If a posteriori probability is calculated by changing the a priori probability π, as in the majority of predictions, the result is probability of outcome given pattern and a priori probability πP(o|p). This is usually referred to as Naive Bayesian Probability.

πP(o|p) is calculated from the dynamically calculated P(o|p) as shown in in Table N2x and the apriori probability π from Table N1. The calculations are in 2 steps. Firstly, the coefficient P(p|o) is adjusted by the a priori probability of each outcome, then the adjusted coefficients are normalized by the total for all outcomes. For each outcome j, its probability to be predicted by a pattern i (p_i) and a priori probability π_j, the calculations are as follows

π_jP(p_i|o_j) = P(p_i|o_j) x π_j
π_jP(o_j|p_i) = π_jP(p_i|o_j) / Σ_{all j}(π_jP(p_i|o_j))

The calculations and results are shown in tables N4a (step 1) and N4b (step 2).
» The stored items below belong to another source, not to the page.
//! Recording domain module

mod file_name;
mod media;
mod session;

pub use file_name::{local_now, output_file_name, timestamp_stem};
pub use media::{
    human_readable_size, Codec, Container, MediaBlob, MediaChunk, DEFAULT_BITS_PER_SECOND,
};
pub use session::{InvalidStateTransition, RecorderState, RecordingSession};
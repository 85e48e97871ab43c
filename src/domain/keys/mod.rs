//! Key binding module

mod bindings;

pub use bindings::{key_code_for_char, parse_key_code, KeyAction, KeyBindings, ALL_ACTIONS};
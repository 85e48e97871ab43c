//! Surface discovery: poll a locator until a surface shows up

use std::time::Duration;

use thiserror::Error;
use tokio::time::sleep;

use super::ports::SurfaceLocator;

/// Discovery errors
#[derive(Debug, Clone, Error)]
pub enum DiscoveryError {
    #[error("No capture surface found after {attempts} attempts")]
    NotFound { attempts: u32 },
}

/// Probe `locator` immediately, then every `interval`, until it yields a surface.
///
/// `max_attempts = None` polls forever.
pub async fn discover_surface<L: SurfaceLocator>(
    locator: &L,
    interval: Duration,
    max_attempts: Option<u32>,
) -> Result<L::Surface, DiscoveryError> {
    let mut attempts: u32 = 0;
    loop {
        attempts = attempts.saturating_add(1);
        if let Some(surface) = locator.probe().await {
            tracing::debug!(attempts, "capture surface found");
            return Ok(surface);
        }
        if max_attempts.is_some_and(|max| attempts >= max) {
            return Err(DiscoveryError::NotFound { attempts });
        }
        tracing::trace!(attempts, "capture surface not ready, retrying");
        sleep(interval).await;
    }
}

#[cfg(test)]
mod tests {
    use super::*;
    use crate::application::ports::{CaptureError, CaptureSurface, MediaStream};
    use async_trait::async_trait;
    use std::sync::atomic::{AtomicU32, Ordering};

    #[derive(Debug)]
    struct TestSurface;

    impl CaptureSurface for TestSurface {
        fn capture_stream(&self) -> Result<MediaStream, CaptureError> {
            Ok(MediaStream {
                input_format: "lavfi".to_string(),
                input: "testsrc".to_string(),
                frame_rate: 30,
            })
        }

        fn describe(&self) -> String {
            "test".to_string()
        }
    }

    /// Appears after `ready_after` probes
    struct DelayedLocator {
        probes: AtomicU32,
        ready_after: u32,
    }

    impl DelayedLocator {
        fn new(ready_after: u32) -> Self {
            Self {
                probes: AtomicU32::new(0),
                ready_after,
            }
        }
    }

    #[async_trait]
    impl SurfaceLocator for DelayedLocator {
        type Surface = TestSurface;

        async fn probe(&self) -> Option<TestSurface> {
            let n = self.probes.fetch_add(1, Ordering::SeqCst) + 1;
            (n >= self.ready_after).then_some(TestSurface)
        }
    }

    #[tokio::test]
    async fn found_on_first_probe() {
        let locator = DelayedLocator::new(1);
        let result = discover_surface(&locator, Duration::from_millis(1), Some(3)).await;
        assert!(result.is_ok());
        assert_eq!(locator.probes.load(Ordering::SeqCst), 1);
    }

    #[tokio::test]
    async fn found_after_retries() {
        let locator = DelayedLocator::new(4);
        let result = discover_surface(&locator, Duration::from_millis(1), None).await;
        assert!(result.is_ok());
        assert_eq!(locator.probes.load(Ordering::SeqCst), 4);
    }

    #[tokio::test]
    async fn bounded_retry_gives_up() {
        let locator = DelayedLocator::new(100);
        let err = discover_surface(&locator, Duration::from_millis(1), Some(3))
            .await
            .unwrap_err();
        let DiscoveryError::NotFound { attempts } = err;
        assert_eq!(attempts, 3);
        assert_eq!(locator.probes.load(Ordering::SeqCst), 3);
    }
}
//! Capture surface port interfaces

use async_trait::async_trait;
use thiserror::Error;

/// Capture errors
#[derive(Debug, Clone, Error)]
pub enum CaptureError {
    #[error("Capture surface is gone: {0}")]
    SurfaceLost(String),

    #[error("Failed to open capture stream: {0}")]
    StreamFailed(String),
}

/// A continuous capture stream description, handed to the recorder
#[derive(Debug, Clone, PartialEq, Eq)]
pub struct MediaStream {
    /// Demuxer that reads the surface (e.g. `x11grab`)
    pub input_format: String,
    /// Surface address for that demuxer (e.g. `:0.0`)
    pub input: String,
    /// Frames per second
    pub frame_rate: u32,
}

/// Port for something that can be captured
pub trait CaptureSurface: Send + Sync {
    /// Obtain a continuous capture stream
    fn capture_stream(&self) -> Result<MediaStream, CaptureError>;

    /// Short description for logs
    fn describe(&self) -> String;
}

/// Port for finding a capture surface
#[async_trait]
pub trait SurfaceLocator: Send + Sync {
    type Surface: CaptureSurface;

    /// Look for the surface once.
    ///
    /// # Returns
    /// The surface if it is available now, `None` otherwise
    async fn probe(&self) -> Option<Self::Surface>;
}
Bayesian Probabilities suggest that, in a population of French:German:Italian of 0.5:0.33:0.17, those with light hair and blue eyes are most likely to be German at 0.54 and all other combinations likely to be French

Explanations for the terms and abbreviations used, and the mathematical algorithms, have already been discussed in the previous panels. This panel discusses, in conceptual terms, the differences between the Basic and Naive Bayesian models, and how they may be used.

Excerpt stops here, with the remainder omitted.